My daughter has just turned 3, we got pregnant with her the first month of trying. We decided to try again around the time of the 1st birthday so end of December 08, again I got pregnant straight away but knew something was wrong. At 9 weeks I had emergency surgery for a ruptured ectopic pregnancy in my right tube, that was Feb 26th 09. 
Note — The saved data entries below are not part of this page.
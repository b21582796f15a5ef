//! AI adapters: providers and the function-calling report generator.

mod mock_provider;
mod openai_provider;
mod report_generator;

pub use mock_provider::{
    MockAIProvider, MockError, MockResponse, DEFAULT_MOCK_REPLY, MOCK_MODEL,
};
pub use openai_provider::{OpenAIConfig, OpenAIProvider};
pub use report_generator::{
    FunctionCallingGenerator, GeneratorSettings, SYSTEM_PROMPT, UPDATE_FUNCTION,
};
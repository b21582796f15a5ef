//! Document Store Port - keyed storage of report documents.
//!
//! Owned by the composition root and shared by reference. Process-lifetime
//! only; there is no eviction.

use async_trait::async_trait;

use crate::domain::foundation::ReportId;
use crate::domain::report::ReportDocument;

use super::CollaboratorError;

#[async_trait]
pub trait DocumentStore: Send + Sync {
    /// Returns the document, or `None` if nothing is stored under the id.
    async fn get(&self, id: &ReportId) -> Result<Option<ReportDocument>, CollaboratorError>;

    /// Stores (or replaces wholesale) the document for an id.
    async fn set(&self, id: &ReportId, document: ReportDocument) -> Result<(), CollaboratorError>;

    /// Removes a document. Returns whether one was stored.
    async fn remove(&self, id: &ReportId) -> Result<bool, CollaboratorError>;

    async fn contains(&self, id: &ReportId) -> Result<bool, CollaboratorError> {
        Ok(self.get(id).await?.is_some())
    }
}
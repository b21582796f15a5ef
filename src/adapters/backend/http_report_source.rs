//! Report fetch over HTTP.

use async_trait::async_trait;
use reqwest::{Client, StatusCode};
use serde_json::Value;

use crate::config::BackendConfig;
use crate::domain::foundation::ReportId;
use crate::domain::report::ReportDocument;
use crate::ports::{CollaboratorError, ReportAvailability, ReportSource};

use super::{build_client, send_error};

const SERVICE: &str = "report backend";

/// `GET <base><report_path><id>`.
///
/// 200 carries the report, 202 and 404 mean it is not available yet.
pub struct HttpReportSource {
    config: BackendConfig,
    client: Client,
}

impl HttpReportSource {
    pub fn new(config: BackendConfig) -> Result<Self, CollaboratorError> {
        let client = build_client(&config, SERVICE)?;
        Ok(Self { config, client })
    }
}

#[async_trait]
impl ReportSource for HttpReportSource {
    async fn fetch(&self, id: &ReportId) -> Result<ReportAvailability, CollaboratorError> {
        let url = self.config.report_url(id.as_str());
        tracing::debug!(report_id = %id, url = %url, "Fetching report");

        let response = self
            .client
            .get(&url)
            .send()
            .await
            .map_err(|e| send_error(SERVICE, e))?;

        let status = response.status();
        if status != StatusCode::OK {
            return availability_for_status(status).map(|()| ReportAvailability::NotReady);
        }

        let body: Value = response
            .json()
            .await
            .map_err(|e| CollaboratorError::invalid_response(SERVICE, e.to_string()))?;
        parse_report_body(body).map(ReportAvailability::Ready)
    }
}

/// Non-200 statuses: 202/404 are "not yet", anything else is a failure.
fn availability_for_status(status: StatusCode) -> Result<(), CollaboratorError> {
    match status {
        StatusCode::ACCEPTED | StatusCode::NOT_FOUND => Ok(()),
        other => Err(CollaboratorError::unavailable(
            SERVICE,
            format!("unexpected status {}", other),
        )),
    }
}

fn parse_report_body(body: Value) -> Result<ReportDocument, CollaboratorError> {
    ReportDocument::from_value(body)
        .map_err(|e| CollaboratorError::invalid_response(SERVICE, e.to_string()))
}

#[cfg(test)]
mod tests {
    use super::*;
    use serde_json::json;

    #[test]
    fn accepted_and_not_found_mean_not_ready() {
        assert!(availability_for_status(StatusCode::ACCEPTED).is_ok());
        assert!(availability_for_status(StatusCode::NOT_FOUND).is_ok());
    }

    #[test]
    fn server_errors_are_unavailable() {
        let err = availability_for_status(StatusCode::BAD_GATEWAY).unwrap_err();
        assert_eq!(err.kind(), "collaborator_unavailable");
        assert!(err.to_string().contains("502"));
    }

    #[test]
    fn object_body_becomes_document() {
        let doc = parse_report_body(json!({"property_details": {"unit_count": 25}})).unwrap();
        assert_eq!(doc.pointer("property_details.unit_count"), Some(&json!(25)));
    }

    #[test]
    fn non_object_body_is_invalid_response() {
        let err = parse_report_body(json!(["not", "a", "report"])).unwrap_err();
        assert_eq!(err.kind(), "collaborator_invalid_response");
    }

    #[tokio::test]
    async fn fetch_against_closed_port_is_unavailable() {
        let config = BackendConfig {
            base_url: "http://127.0.0.1:9".to_string(),
            timeout_secs: 1,
            ..Default::default()
        };
        let source = HttpReportSource::new(config).unwrap();
        let err = source
            .fetch(&ReportId::new("r1").unwrap())
            .await
            .unwrap_err();
        assert_eq!(err.kind(), "collaborator_unavailable");
    }
}
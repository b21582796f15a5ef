//! HTTP adapter for stateless chat, plain and streamed.

mod dto;
mod handlers;
mod routes;
mod streaming;

pub use routes::chat_routes;
pub use streaming::DONE_MARKER;
//! Report Assistant - conversational help over structured property reports
//!
//! A user opens a report and asks questions in a chat panel. Each question
//! is either answered directly, turned into an edit of the report, or
//! escalated to a retrieval backend for a grounded answer.

pub mod adapters;
pub mod application;
pub mod config;
pub mod domain;
pub mod ports;
pub mod telemetry;
//! Retrieval-augmented answers from the ingestion backend.

use async_trait::async_trait;
use reqwest::Client;
use serde::{Deserialize, Serialize};

use crate::config::BackendConfig;
use crate::domain::report::ReportDocument;
use crate::ports::{CollaboratorError, EscalationService};

use super::{build_client, send_error};

const SERVICE: &str = "retrieval backend";

/// `POST <base><query_path>?query=<q>` with the report as JSON body.
pub struct HttpRetrievalClient {
    config: BackendConfig,
    client: Client,
}

#[derive(Serialize)]
struct RetrievalRequest<'a> {
    document: &'a ReportDocument,
}

/// The backend answers with `response`; older deployments use `answer`.
#[derive(Debug, Deserialize)]
struct RetrievalResponse {
    response: Option<String>,
    answer: Option<String>,
}

impl HttpRetrievalClient {
    pub fn new(config: BackendConfig) -> Result<Self, CollaboratorError> {
        let client = build_client(&config, SERVICE)?;
        Ok(Self { config, client })
    }
}

#[async_trait]
impl EscalationService for HttpRetrievalClient {
    async fn retrieve(
        &self,
        query: &str,
        document: &ReportDocument,
    ) -> Result<String, CollaboratorError> {
        tracing::info!(query_len = query.len(), "Escalating query to retrieval");

        let response = self
            .client
            .post(self.config.query_url())
            .query(&[("query", query)])
            .json(&RetrievalRequest { document })
            .send()
            .await
            .map_err(|e| send_error(SERVICE, e))?;

        let status = response.status();
        if !status.is_success() {
            return Err(CollaboratorError::unavailable(
                SERVICE,
                format!("unexpected status {}", status),
            ));
        }

        let body: RetrievalResponse = response
            .json()
            .await
            .map_err(|e| CollaboratorError::invalid_response(SERVICE, e.to_string()))?;
        answer_text(body)
    }
}

fn answer_text(body: RetrievalResponse) -> Result<String, CollaboratorError> {
    body.response
        .or(body.answer)
        .map(|text| text.trim().to_string())
        .filter(|text| !text.is_empty())
        .ok_or_else(|| CollaboratorError::invalid_response(SERVICE, "no answer in response"))
}

#[cfg(test)]
mod tests {
    use super::*;
    use serde_json::json;

    fn parse(body: serde_json::Value) -> Result<String, CollaboratorError> {
        answer_text(serde_json::from_value(body).unwrap())
    }

    #[test]
    fn reads_response_field() {
        let text = parse(json!({"query": "q", "response": " Cap rate is 6.1% "})).unwrap();
        assert_eq!(text, "Cap rate is 6.1%");
    }

    #[test]
    fn falls_back_to_answer_field() {
        assert_eq!(parse(json!({"answer": "42"})).unwrap(), "42");
    }

    #[test]
    fn empty_answer_is_invalid() {
        assert!(parse(json!({"response": "   "})).is_err());
        assert!(parse(json!({"query": "q"})).is_err());
    }

    #[test]
    fn request_body_wraps_document() {
        let doc = ReportDocument::from_value(json!({"proscons": {"pros": ["Quiet"]}})).unwrap();
        let body = serde_json::to_value(RetrievalRequest { document: &doc }).unwrap();
        assert_eq!(body, json!({"document": {"proscons": {"pros": ["Quiet"]}}}));
    }
}
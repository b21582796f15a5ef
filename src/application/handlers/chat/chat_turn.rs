//! ChatTurnHandler - drives one conversation turn end to end.
//!
//! The session lock is held only around state transitions, never across
//! the generator or retrieval calls, so the session can be observed (and a
//! second submit rejected) while a turn is in flight.

use std::sync::Arc;

use crate::application::handlers::documents::{load_document, save_document};
use crate::application::routing::QueryRouter;
use crate::domain::conversation::{ConversationError, ConversationSession};
use crate::domain::foundation::ReportId;
use crate::domain::report::{changed_sections, describe_changes, ReportDocument};
use crate::domain::routing::RouterDecision;
use crate::ports::{DocumentStore, EscalationService, SessionHandle};

/// What the user submitted.
#[derive(Debug, Clone, PartialEq, Eq)]
pub enum ChatTurnCommand {
    Message(String),
    /// Index into the suggested questions.
    Suggestion(usize),
}

impl ChatTurnCommand {
    pub fn message(text: impl Into<String>) -> Self {
        Self::Message(text.into())
    }
}

/// How a turn ended.
#[derive(Debug, Clone, PartialEq)]
pub enum TurnOutcome {
    Answered,
    Updated {
        changed: Vec<String>,
        document: ReportDocument,
    },
    /// The placeholder was replaced with the retrieval answer.
    Escalated,
    /// The apology message was shown.
    Failed { kind: &'static str },
    /// Another turn was already in flight; nothing changed.
    Rejected,
}

impl TurnOutcome {
    pub fn kind(&self) -> &'static str {
        match self {
            TurnOutcome::Answered => "answered",
            TurnOutcome::Updated { .. } => "updated",
            TurnOutcome::Escalated => "escalated",
            TurnOutcome::Failed { .. } => "failed",
            TurnOutcome::Rejected => "rejected",
        }
    }
}

#[derive(Clone)]
pub struct ChatTurnHandler {
    router: Arc<QueryRouter>,
    escalation: Arc<dyn EscalationService>,
    store: Arc<dyn DocumentStore>,
}

impl ChatTurnHandler {
    pub fn new(
        router: Arc<QueryRouter>,
        escalation: Arc<dyn EscalationService>,
        store: Arc<dyn DocumentStore>,
    ) -> Self {
        Self {
            router,
            escalation,
            store,
        }
    }

    /// Runs one turn.
    ///
    /// Only input problems (empty message, bad suggestion index) are
    /// returned as errors; everything after the turn starts ends in a
    /// [`TurnOutcome`] with the session back in `Idle`.
    pub async fn handle(
        &self,
        session: &SessionHandle,
        cmd: ChatTurnCommand,
    ) -> Result<TurnOutcome, ConversationError> {
        let (session_id, report_id, query) = {
            let mut guard = session.lock().await;
            match begin(&mut guard, cmd) {
                Ok(query) => (guard.id(), guard.report_id().clone(), query),
                Err(ConversationError::TurnInFlight) => {
                    tracing::debug!(session_id = %guard.id(), "Turn rejected; another is in flight");
                    return Ok(TurnOutcome::Rejected);
                }
                Err(err) => return Err(err),
            }
        };
        tracing::info!(session_id = %session_id, report_id = %report_id, "Chat turn started");

        // The session is now `Sending`. The rest of the turn runs detached so
        // a dropped request (timeout, disconnect) still returns it to `Idle`.
        let worker = self.clone();
        let task_session = Arc::clone(session);
        let task_report_id = report_id.clone();
        let turn = tokio::spawn(async move {
            worker.run(&task_session, &task_report_id, &query).await
        });
        let outcome = match turn.await {
            Ok(outcome) => outcome,
            Err(err) => {
                tracing::error!(session_id = %session_id, error = %err, "Chat turn task aborted");
                fail(session, "turn_aborted").await
            }
        };
        tracing::info!(
            session_id = %session_id,
            report_id = %report_id,
            outcome = outcome.kind(),
            "Chat turn finished"
        );
        Ok(outcome)
    }

    async fn run(&self, session: &SessionHandle, report_id: &ReportId, query: &str) -> TurnOutcome {
        let document = match load_document(self.store.as_ref(), report_id).await {
            Ok(Some(document)) => document,
            Ok(None) => return fail(session, "report_not_found").await,
            Err(err) => {
                tracing::warn!(report_id = %report_id, error = %err, "Document store failed");
                return fail(session, err.kind()).await;
            }
        };

        let decision = match self.router.route(query, &document).await {
            Ok(decision) => decision,
            Err(err) => {
                tracing::warn!(report_id = %report_id, error = %err, kind = err.kind(), "Routing failed");
                return fail(session, err.kind()).await;
            }
        };

        match decision {
            RouterDecision::Answer { text } => {
                finish(session, |s| s.complete_with_answer(text), TurnOutcome::Answered).await
            }
            RouterDecision::Mutation { document: updated } => {
                let changed = changed_sections(&document, &updated);
                if let Err(err) =
                    save_document(self.store.as_ref(), report_id, updated.clone()).await
                {
                    tracing::warn!(report_id = %report_id, error = %err, "Failed to store update");
                    return fail(session, err.kind()).await;
                }
                let confirmation = describe_changes(&changed);
                finish(
                    session,
                    |s| s.complete_with_update(confirmation),
                    TurnOutcome::Updated {
                        changed,
                        document: updated,
                    },
                )
                .await
            }
            RouterDecision::Escalate => self.escalate(session, query, &document).await,
        }
    }

    async fn escalate(
        &self,
        session: &SessionHandle,
        query: &str,
        document: &ReportDocument,
    ) -> TurnOutcome {
        if let Err(err) = session.lock().await.await_escalation() {
            tracing::warn!(error = %err, "Could not show escalation placeholder");
            return fail(session, "invalid_transition").await;
        }

        match self.escalation.retrieve(query, document).await {
            Ok(text) => {
                finish(session, |s| s.resolve_escalation(text), TurnOutcome::Escalated).await
            }
            Err(err) => {
                tracing::warn!(error = %err, "Escalation failed");
                fail(session, err.kind()).await
            }
        }
    }
}
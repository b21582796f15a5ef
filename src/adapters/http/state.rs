//! Shared state for every HTTP handler.

use std::fmt::Display;
use std::sync::Arc;

use crate::application::availability::ReportWatcher;
use crate::application::handlers::{
    AnswerQueryHandler, ChatTurnHandler, ReportLookupHandler, UploadReportHandler,
};
use crate::config::FeatureFlags;
use crate::ports::ConversationRegistry;

use super::error::ApiError;

#[derive(Clone)]
pub struct AppState {
    pub lookup: Arc<ReportLookupHandler>,
    pub uploads: Arc<UploadReportHandler>,
    pub answers: Arc<AnswerQueryHandler>,
    pub turns: Arc<ChatTurnHandler>,
    pub conversations: Arc<dyn ConversationRegistry>,
    pub watcher: Arc<ReportWatcher>,
    pub features: FeatureFlags,
}

impl AppState {
    /// Upstream failure, with details only when verbose errors are on.
    pub fn upstream(&self, err: impl Display) -> ApiError {
        tracing::warn!(error = %err, "Upstream failure");
        ApiError::Upstream {
            details: self.features.verbose_errors.then(|| err.to_string()),
        }
    }
}
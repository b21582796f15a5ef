//! Axum routes for conversation endpoints.

use axum::routing::{get, post};
use axum::Router;

use crate::adapters::http::state::AppState;

use super::handlers::{close_conversation, get_conversation, open_conversation, post_message};

/// Creates routes for conversation endpoints.
///
/// - POST /reports/:id/conversations - Open a session
/// - GET /conversations/:sid - Session view
/// - DELETE /conversations/:sid - Close a session
/// - POST /conversations/:sid/messages - Run a turn
pub fn conversation_routes() -> Router<AppState> {
    Router::new()
        .route("/reports/:id/conversations", post(open_conversation))
        .route(
            "/conversations/:sid",
            get(get_conversation).delete(close_conversation),
        )
        .route("/conversations/:sid/messages", post(post_message))
}

#[cfg(test)]
mod tests {
    use super::*;

    #[test]
    fn conversation_routes_creates_valid_router() {
        let _routes = conversation_routes();
    }
}
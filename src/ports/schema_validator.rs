//! Schema Validator Port - Report validation interface.
//!
//! The routing layer depends on this trait to check structured model output
//! against the report schema before merging it; `JsonSchemaValidator`
//! provides the implementation.

use serde_json::Value;
use thiserror::Error;

/// Port for validating report JSON against the report schema.
///
/// # Usage
///
/// ```rust,ignore
/// // Full validation (required fields enforced)
/// validator.validate(&document.to_value())?;
///
/// // Partial validation for generator output (any subset is allowed)
/// validator.validate_partial(&partial)?;
/// ```
pub trait ReportSchemaValidator: Send + Sync {
    /// Validate a complete report. Required fields must be present.
    fn validate(&self, report: &Value) -> Result<(), SchemaValidationError>;

    /// Validate a partial report: present fields must have the right types,
    /// missing fields are fine.
    fn validate_partial(&self, partial: &Value) -> Result<(), SchemaValidationError>;

    /// The raw schema JSON.
    fn schema(&self) -> &Value;
}

/// Errors that can occur during schema validation.
///
/// # Security
///
/// These errors name schema paths. When returning errors to clients, use
/// `to_client_message()` to get the sanitized first error only.
#[derive(Debug, Clone, Error)]
pub enum SchemaValidationError {
    #[error("Missing required field: {field}")]
    MissingRequired { field: String },

    #[error("Invalid type for field {field}: expected {expected}, got {actual}")]
    InvalidType {
        field: String,
        expected: String,
        actual: String,
    },

    #[error("Invalid format for field {field}: expected {format}")]
    InvalidFormat { field: String, format: String },

    #[error("Schema validation failed: {message}")]
    Generic { message: String },

    #[error("Validation errors: {0:?}")]
    Multiple(Vec<SchemaValidationError>),
}

impl SchemaValidationError {
    /// Convert to client-safe error message.
    pub fn to_client_message(&self) -> String {
        match self {
            SchemaValidationError::MissingRequired { field } => {
                format!("Missing required field: {}", field)
            }
            SchemaValidationError::InvalidType { field, expected, .. } => {
                format!("Invalid type for field '{}': expected {}", field, expected)
            }
            SchemaValidationError::InvalidFormat { field, format } => {
                format!("Field '{}' must be a valid {}", field, format)
            }
            SchemaValidationError::Generic { message } => {
                if message.len() > 100 {
                    let cut = (0..=97)
                        .rev()
                        .find(|i| message.is_char_boundary(*i))
                        .unwrap_or(0);
                    format!("Validation failed: {}...", &message[..cut])
                } else {
                    format!("Validation failed: {}", message)
                }
            }
            SchemaValidationError::Multiple(errors) => errors
                .first()
                .map(|e| e.to_client_message())
                .unwrap_or_else(|| "Validation failed".to_string()),
        }
    }

    /// Collapses a list of errors: one error stays as-is, more become `Multiple`.
    pub fn collect(mut errors: Vec<SchemaValidationError>) -> Result<(), SchemaValidationError> {
        match errors.len() {
            0 => Ok(()),
            1 => Err(errors.remove(0)),
            _ => Err(SchemaValidationError::Multiple(errors)),
        }
    }

    /// Get the count of validation errors.
    pub fn error_count(&self) -> usize {
        match self {
            SchemaValidationError::Multiple(errors) => errors.len(),
            _ => 1,
        }
    }
}

impl PartialEq for SchemaValidationError {
    fn eq(&self, other: &Self) -> bool {
        self.to_string() == other.to_string()
    }
}
//! HTTP error responses.
//!
//! Every failure renders as `{ "error": <code>, "message": <text> }`.
//! Upstream failures always show the fixed apology to the user.

use axum::http::StatusCode;
use axum::response::{IntoResponse, Response};
use axum::Json;
use serde::Serialize;

use crate::domain::conversation::texts::APOLOGY;

#[derive(Debug, Clone, Serialize, PartialEq, Eq)]
#[serde(rename_all = "camelCase")]
pub struct ErrorResponse {
    pub error: String,
    pub message: String,
    #[serde(skip_serializing_if = "Option::is_none")]
    pub report_id: Option<String>,
    /// Chat clients render this in place of an answer.
    #[serde(skip_serializing_if = "Option::is_none")]
    pub reply: Option<String>,
    /// Only populated when verbose errors are enabled.
    #[serde(skip_serializing_if = "Option::is_none")]
    pub details: Option<String>,
}

impl ErrorResponse {
    fn new(error: &str, message: impl Into<String>) -> Self {
        Self {
            error: error.to_string(),
            message: message.into(),
            report_id: None,
            reply: None,
            details: None,
        }
    }
}

#[derive(Debug, Clone, PartialEq, Eq)]
pub enum ApiError {
    BadRequest(String),
    NotFound {
        message: String,
        report_id: Option<String>,
    },
    /// A turn is already in flight for the session.
    Conflict(String),
    /// Polling gave up on the report.
    Gone(String),
    /// A collaborator (model, backend, retrieval, store) failed.
    Upstream { details: Option<String> },
    Internal(String),
}

impl ApiError {
    pub fn bad_request(message: impl Into<String>) -> Self {
        Self::BadRequest(message.into())
    }

    pub fn report_not_found(report_id: impl Into<String>) -> Self {
        Self::NotFound {
            message: "Report not found".to_string(),
            report_id: Some(report_id.into()),
        }
    }

    pub fn not_found(message: impl Into<String>) -> Self {
        Self::NotFound {
            message: message.into(),
            report_id: None,
        }
    }

    pub fn status(&self) -> StatusCode {
        match self {
            ApiError::BadRequest(_) => StatusCode::BAD_REQUEST,
            ApiError::NotFound { .. } => StatusCode::NOT_FOUND,
            ApiError::Conflict(_) => StatusCode::CONFLICT,
            ApiError::Gone(_) => StatusCode::GONE,
            ApiError::Upstream { .. } => StatusCode::BAD_GATEWAY,
            ApiError::Internal(_) => StatusCode::INTERNAL_SERVER_ERROR,
        }
    }

    fn body(self) -> ErrorResponse {
        match self {
            ApiError::BadRequest(msg) => ErrorResponse::new("bad_request", msg),
            ApiError::NotFound { message, report_id } => ErrorResponse {
                report_id,
                ..ErrorResponse::new("not_found", message)
            },
            ApiError::Conflict(msg) => ErrorResponse::new("conflict", msg),
            ApiError::Gone(msg) => ErrorResponse::new("still_processing", msg),
            ApiError::Upstream { details } => ErrorResponse {
                reply: Some(APOLOGY.to_string()),
                details,
                ..ErrorResponse::new("upstream_failed", APOLOGY)
            },
            ApiError::Internal(msg) => {
                tracing::error!("Internal error: {}", msg);
                ErrorResponse::new("internal_error", "An internal error occurred")
            }
        }
    }
}

impl IntoResponse for ApiError {
    fn into_response(self) -> Response {
        let status = self.status();
        (status, Json(self.body())).into_response()
    }
}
We started TTC again in May 09 after a little break to recover from my ectopic. In October 09 I went to the Dr just for a little bit of reassurance and he did blood tests, I was told everything was fine. In Feb 2010 I decided to ask to be reffered to the hospital as it had been a year since my ectopic. My husband had his SA and whilst all his levels were the lowest level of acceptable there was a lot of sperm. I then had a HSG, which was very painful and horrible but showed my remaining tube to be clear. My ultrasound showed signs of mild PCOS so I showed the Cons my blood test results from the previous october and she said they showed I wasn't ovulating and had very low Progesterone. So she did more, these showed everything to be normal and I was ovulating. She started me on Metformin (2x500mg a day) and booked me in for a Lap & Dye in September. That showed the tube to be clear, ovaries healthy and PCOS still mild but up Metformin to 3x500mg a day. 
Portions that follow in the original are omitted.